The widely used online search engine Google recently launched a new feature that allows Web users to search within pages of published books.
Here’s how it works: When users begin a search for any topic, Google displays a link to an actual page from a book in which that topic appears. For example, a Google search for “Books on Don DeLillo” turns up, among others, a link to a page from New Essays on White Noise, edited by Frank Lentricchia and published by Cambridge University Press in 1991. Users can read several of the book’s pages, and, should they choose to buy the title, click on a link to the book’s publisher and several online booksellers.
Google Print derives its revenue from ads that appear on the excerpt pages, and participating publishers receive a payment whenever those ads are clicked. Several commercial publishers—Warner Books, Penguin, and Houghton Mifflin among them—have already made books available to the company. It is unclear how many titles Google has scanned for use in the program; as of this writing, estimates have reached 100,000. A message on the Google Print Web site (print.google.com ) states, “Right now we’re just testing this program, so relatively few books are included in the Google search results. But we’ll continue to scan and index—so you’ll see more and more books popping up in your search results in the coming months.”

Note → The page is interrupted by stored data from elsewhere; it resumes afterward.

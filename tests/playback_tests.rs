//! Playback tests
//!
//! Real-time pacing, the audio/video rendezvous and pause/stop control across
//! threads.

use spidyani::playback::{AvRendezvous, PacedConsumer, PlaybackControl};
use spidyani::{
    spawn_event_channel, Algorithm, AnimationDecoder, AnimationWriter, DecodeEvent,
    DecoderOptions, Frame, Header, SessionOutcome, SpidyAniError, StreamConsumer, StreamInfo,
};
use std::io::Cursor;
use std::sync::atomic::{AtomicBool, Ordering};
use std::sync::Arc;
use std::thread;
use std::time::{Duration, Instant};

/// Consumer standing in for a video surface
struct Surface {
    data: Vec<u8>,
    control: PlaybackControl,
    rendezvous: Option<AvRendezvous>,
    presented: Vec<(u32, Instant)>,
    audio_ready_at_first_frame: Option<bool>,
    audio_ready: Arc<AtomicBool>,
    info: Option<StreamInfo>,
    finished: bool,
}

impl Surface {
    fn new(data: Vec<u8>) -> Self {
        Self {
            data,
            control: PlaybackControl::new(),
            rendezvous: None,
            presented: Vec::new(),
            audio_ready_at_first_frame: None,
            audio_ready: Arc::new(AtomicBool::new(false)),
            info: None,
            finished: false,
        }
    }
}

impl StreamConsumer for Surface {
    type Source = Cursor<Vec<u8>>;

    fn file_name(&self) -> &str {
        "surface"
    }

    fn new_input_stream(&mut self) -> std::io::Result<Self::Source> {
        Ok(Cursor::new(self.data.clone()))
    }

    fn initialize(&mut self, info: &StreamInfo) {
        self.info = Some(info.clone());
    }

    fn image_data(&mut self, frame: &Frame) {
        if self.audio_ready_at_first_frame.is_none() {
            self.audio_ready_at_first_frame = Some(self.audio_ready.load(Ordering::SeqCst));
        }
        self.presented.push((frame.index, Instant::now()));
    }

    fn audio_data(&mut self, _samples: &[u8]) {}

    fn is_paused(&self) -> bool {
        self.control.is_paused()
    }

    fn is_stopped(&self) -> bool {
        self.control.is_stopped()
    }

    fn wait_while_paused(&mut self) {
        self.control.wait_while_paused();
    }

    fn rendezvous(&mut self) {
        if let Some(rendezvous) = self.rendezvous.as_mut() {
            rendezvous.wait();
        }
    }

    fn fatal(&mut self, error: SpidyAniError) {
        panic!("unexpected failure: {error}");
    }

    fn finished(&mut self) {
        self.finished = true;
    }

    fn stopped(&mut self) {}
}

/// Frames of solid color with `audio` bytes of sound up front
fn container(frames: u16, audio: usize) -> Vec<u8> {
    let header = Header::new(4, 4, frames, Algorithm::Type2, true);
    let mut writer = AnimationWriter::new(Vec::new(), header).unwrap();
    writer.write_audio(&vec![0x80; audio]).unwrap();
    for i in 0..frames {
        writer.write_frame(&[i as u8; 16]).unwrap();
    }
    writer.finish().unwrap()
}

#[test]
fn test_paced_presentation() {
    // 6 frames over 2540 sound bytes: 52.09 fps, about 19 ms per frame
    let data = container(6, 2540);
    let mut paced = PacedConsumer::new(Surface::new(data));

    let started = Instant::now();
    let outcome = AnimationDecoder::new().run(&mut paced);
    let elapsed = started.elapsed();

    assert!(matches!(outcome, SessionOutcome::Finished(_)));
    assert_eq!(paced.position().frame_index, 6);
    let surface = paced.into_inner();
    assert!(surface.finished);
    assert_eq!(surface.presented.len(), 6);

    let fps = surface.info.map(|info| info.fps).unwrap_or_default();
    assert!((fps - 6.0 * 22050.0 / 2540.0).abs() < 1e-9);

    // Frame five is due five periods after frame zero
    let period = Duration::from_secs_f64(1.0 / fps);
    let span = surface.presented[5].1 - surface.presented[0].1;
    assert!(span + Duration::from_millis(2) >= period * 5);
    assert!(elapsed >= period * 5);
}

#[test]
fn test_audio_rendezvous_before_first_frame() {
    let data = container(3, 1270);
    let (video_side, mut audio_side) = AvRendezvous::pair();

    let mut surface = Surface::new(data);
    surface.rendezvous = Some(video_side);
    let audio_ready = Arc::clone(&surface.audio_ready);

    let audio = thread::spawn(move || {
        // Stand-in for opening the device and computing the start delay
        thread::sleep(Duration::from_millis(30));
        audio_ready.store(true, Ordering::SeqCst);
        audio_side.wait()
    });

    let outcome = AnimationDecoder::new().run(&mut surface);
    assert!(audio.join().unwrap());
    assert!(matches!(outcome, SessionOutcome::Finished(_)));
    assert_eq!(surface.audio_ready_at_first_frame, Some(true));
    assert!(surface
        .rendezvous
        .as_ref()
        .is_some_and(AvRendezvous::has_arrived));
}

#[test]
fn test_pause_and_resume_from_another_thread() {
    let data = container(4, 0);
    let mut surface = Surface::new(data);
    let control = surface.control.clone();
    control.pause();

    let resumer = {
        let control = control.clone();
        thread::spawn(move || {
            thread::sleep(Duration::from_millis(40));
            control.resume();
        })
    };

    let started = Instant::now();
    let outcome = AnimationDecoder::new().run(&mut surface);
    resumer.join().unwrap();

    assert!(started.elapsed() >= Duration::from_millis(40));
    assert!(matches!(outcome, SessionOutcome::Finished(ref stats) if stats.frames == 4));
    assert_eq!(surface.presented.len(), 4);
}

#[test]
fn test_stop_while_paused() {
    let data = container(4, 0);
    let mut surface = Surface::new(data);
    let control = surface.control.clone();
    control.pause();

    let stopper = thread::spawn(move || {
        thread::sleep(Duration::from_millis(20));
        control.stop();
    });

    let outcome = AnimationDecoder::new().run(&mut surface);
    stopper.join().unwrap();

    assert!(matches!(outcome, SessionOutcome::Stopped(ref stats) if stats.frames == 0));
    assert!(surface.presented.is_empty());
    assert!(surface.info.is_some());
}

#[test]
fn test_paused_event_channel_holds_frames() {
    let data = container(3, 0);
    let channel = spawn_event_channel(
        "paused",
        move || Ok(Cursor::new(data.clone())),
        DecoderOptions::default(),
        1,
    )
    .unwrap();
    channel.control().pause();

    // With room for one event the producer is at most one frame ahead
    let mut early = Vec::new();
    while let Some(event) = channel.recv_timeout(Duration::from_millis(50)) {
        early.push(event);
    }
    let early_frames = early
        .iter()
        .filter(|event| matches!(event, DecodeEvent::Frame(_)))
        .count();
    assert!(early_frames <= 1);

    channel.control().resume();
    let rest: Vec<DecodeEvent> = channel.collect();
    let frames = early_frames
        + rest
            .iter()
            .filter(|event| matches!(event, DecodeEvent::Frame(_)))
            .count();
    assert_eq!(frames, 3);
    assert!(matches!(rest.last(), Some(DecodeEvent::Finished)));
}
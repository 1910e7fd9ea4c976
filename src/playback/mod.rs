//! Real-time playback building blocks
//!
//! Playback is the consumer's job: the orchestrator only polls for pause and
//! stop. These pieces cover the common needs of a playback consumer:
//!
//! - [`PlaybackControl`]: pause/resume/stop shared between threads
//! - [`AvRendezvous`]: one-shot two-party barrier between the video and
//!   audio sides
//! - [`FrameClock`]: absolute per-frame deadlines from a start instant
//! - [`PacedConsumer`]: wraps any consumer and presents frames on time

mod clock;
mod control;
mod paced;
mod rendezvous;

pub use clock::{FrameClock, PlaybackPosition};
pub use control::PlaybackControl;
pub use paced::PacedConsumer;
pub use rendezvous::AvRendezvous;
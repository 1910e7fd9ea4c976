//! Decode orchestration
//!
//! [`FrameDecoder`] is the chunk-to-frame state machine: it owns the chunk
//! reader, the active palette and the frame accumulator, and turns chunks into
//! frames and audio one step at a time. [`AnimationDecoder`] drives it against
//! a [`StreamConsumer`], and [`spawn_event_channel`] runs the same session on a
//! producer thread that emits [`DecodeEvent`] values.

mod channel;
mod consumer;
mod frame_decoder;
mod orchestrator;

pub use channel::{spawn_event_channel, EventChannel};
pub use consumer::{StreamConsumer, PAUSE_POLL_INTERVAL};
pub use frame_decoder::{DecodeStep, FrameDecoder};
pub use orchestrator::{AnimationDecoder, DecoderOptions, SessionOutcome};

#[cfg(feature = "async")]
pub(crate) use channel::{ChannelConsumer, EventSink};

use crate::palette::to_rgba;
use crate::{Algorithm, SpidyAniError};

/// One fully assembled frame
#[derive(Debug, Clone, PartialEq, Eq)]
pub struct Frame {
    /// Zero-based frame index
    pub index: u32,
    /// Width in pixels
    pub width: u16,
    /// Height in pixels
    pub height: u16,
    /// Row-major `0xAARRGGBB` pixels
    pub pixels: Vec<u32>,
}

impl Frame {
    /// Pixels as interleaved RGBA bytes
    pub fn to_rgba(&self) -> Vec<u8> {
        self.pixels.iter().flat_map(|&color| to_rgba(color)).collect()
    }

    /// Pixels as interleaved RGB bytes
    pub fn to_rgb(&self) -> Vec<u8> {
        self.pixels
            .iter()
            .flat_map(|&color| {
                let [r, g, b, _] = to_rgba(color);
                [r, g, b]
            })
            .collect()
    }
}

/// Stream parameters handed to `initialize`
#[derive(Debug, Clone, PartialEq)]
pub struct StreamInfo {
    /// Frame width in pixels
    pub width: u16,
    /// Frame height in pixels
    pub height: u16,
    /// Frames announced by the header
    pub frame_count: u16,
    /// Language of the audio track
    pub language_code: u16,
    /// Playback rate
    pub fps: f64,
    /// Frames to present before starting audio
    pub audio_frame_delay: u32,
    /// Pixel-run variant
    pub algorithm: Algorithm,
    /// Whether Data payloads are LZSS-compressed
    pub uses_lzss: bool,
    /// Whether frames span several Data chunks
    pub partial_data: bool,
}

/// Events produced by a decode session
#[derive(Debug)]
pub enum DecodeEvent {
    /// The session parsed the header and will start streaming
    Initialized(StreamInfo),
    /// A complete frame
    Frame(Frame),
    /// Unsigned 8-bit PCM samples
    Audio(Vec<u8>),
    /// The container ended cleanly
    Finished,
    /// The session was cancelled
    Stopped,
    /// The session failed
    Fatal(SpidyAniError),
}
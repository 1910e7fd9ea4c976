use criterion::{criterion_group, criterion_main, BenchmarkId, Criterion, Throughput};
use spidyani::lzss::{compress, decompress};
use spidyani::palette::Palette;
use spidyani::rle::{decode_pixels, encode_indices};
use spidyani::{decode_frames, Algorithm, AnimationWriter, Header};
use std::hint::black_box;
use std::time::Duration;

fn generate_indices(cells: usize, pattern: &str, frame: usize) -> Vec<u8> {
    match pattern {
        // Horizontal bands, as in title cards
        "flat" => (0..cells).map(|i| (i / 320 / 8) as u8).collect(),
        // Gradient shifting every frame, as in animated backgrounds
        "gradient" => (0..cells).map(|i| ((i + frame * 3) % 64) as u8).collect(),
        "noise" => (0..cells)
            .map(|i| {
                let x = (i + frame * cells) as u32;
                (x.wrapping_mul(1_664_525).wrapping_add(1_013_904_223) >> 24) as u8
            })
            .collect(),
        _ => panic!("Unknown pattern: {}", pattern),
    }
}

fn generate_container(width: u16, height: u16, frames: usize, pattern: &str) -> Vec<u8> {
    let header = Header::new(width, height, frames as u16, Algorithm::Type2, true);
    let mut writer = AnimationWriter::new(Vec::new(), header).expect("Header failed");
    let cells = width as usize * height as usize;
    for frame in 0..frames {
        writer
            .write_frame(&generate_indices(cells, pattern, frame))
            .expect("Frame failed");
    }
    writer.finish().expect("Finish failed")
}

fn lzss_throughput(c: &mut Criterion) {
    let mut group = c.benchmark_group("lzss_decompress");
    group.measurement_time(Duration::from_secs(5));

    for pattern in ["flat", "gradient", "noise"].iter() {
        let stream = encode_indices(&generate_indices(64_000, pattern, 0), None, Algorithm::Type2);
        let packed = compress(&stream);

        group.throughput(Throughput::Bytes(stream.len() as u64));
        group.bench_with_input(BenchmarkId::new(*pattern, stream.len()), &packed, |b, packed| {
            b.iter(|| black_box(decompress(black_box(packed), stream.len())))
        });
    }

    group.finish();
}

fn pixel_run_throughput(c: &mut Criterion) {
    let mut group = c.benchmark_group("pixel_runs");
    let palette = Palette::default();

    for algorithm in [Algorithm::Type1, Algorithm::Type2].iter() {
        for pattern in ["flat", "gradient", "noise"].iter() {
            let indices = generate_indices(64_000, pattern, 0);
            let stream = encode_indices(&indices, None, *algorithm);
            let mut frame = vec![0u32; indices.len()];

            group.throughput(Throughput::Elements(indices.len() as u64));
            group.bench_function(format!("{:?}/{}", algorithm, pattern), |b| {
                b.iter(|| {
                    decode_pixels(black_box(&stream), &mut frame, *algorithm, &palette)
                        .expect("Decode failed")
                })
            });
        }
    }

    group.finish();
}

fn container_throughput(c: &mut Criterion) {
    let mut group = c.benchmark_group("container_decode");
    group.sample_size(20);

    // 320x200 fits one Data chunk per frame; 640x480 is split into bands
    for (width, height) in [(320u16, 200u16), (640, 480)].iter() {
        for pattern in ["flat", "gradient"].iter() {
            let data = generate_container(*width, *height, 8, pattern);
            let cells = *width as u64 * *height as u64 * 8;

            group.throughput(Throughput::Elements(cells));
            group.bench_with_input(
                BenchmarkId::new(format!("{}x{}", width, height), pattern),
                &data,
                |b, data| b.iter(|| decode_frames(black_box(data)).expect("Decode failed")),
            );
        }
    }

    group.finish();
}

criterion_group!(
    benches,
    lzss_throughput,
    pixel_run_throughput,
    container_throughput
);
criterion_main!(benches);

Some authors have reportedly raised concerns about copyright issues, fearing that a book’s content will be copied illegally. Google did not return a phone call seeking comment, but the company has stated previously that copyrights are protected. Users can browse only two pages backward and forward from any page where their search term appeared; pages cannot be printed, and their content cannot be copied and pasted elsewhere.
Allan Kornblum, the publisher of Coffee House Press, says the varied reaction to Google Print illustrates the “large chasm” that separates writers and publishers on some issues. “Publishers believe that the more opportunities for a book to be seen, the more opportunities people have to see excerpts from an author’s text, the greater the chance that a reader will want to buy the book. Agents and authors tend to worry about getting ripped off.”
Kornblum says he believes Google Print could be a boon to the industry. “I applaud Google’s interest in making it possible for more readers to get a taste of the many wonderful books that get published and then languish in unopened cartons,” he says. “I’m all for anything that might tempt new readers to buy new books.”
Kevin Canfield is a journalist in New York City.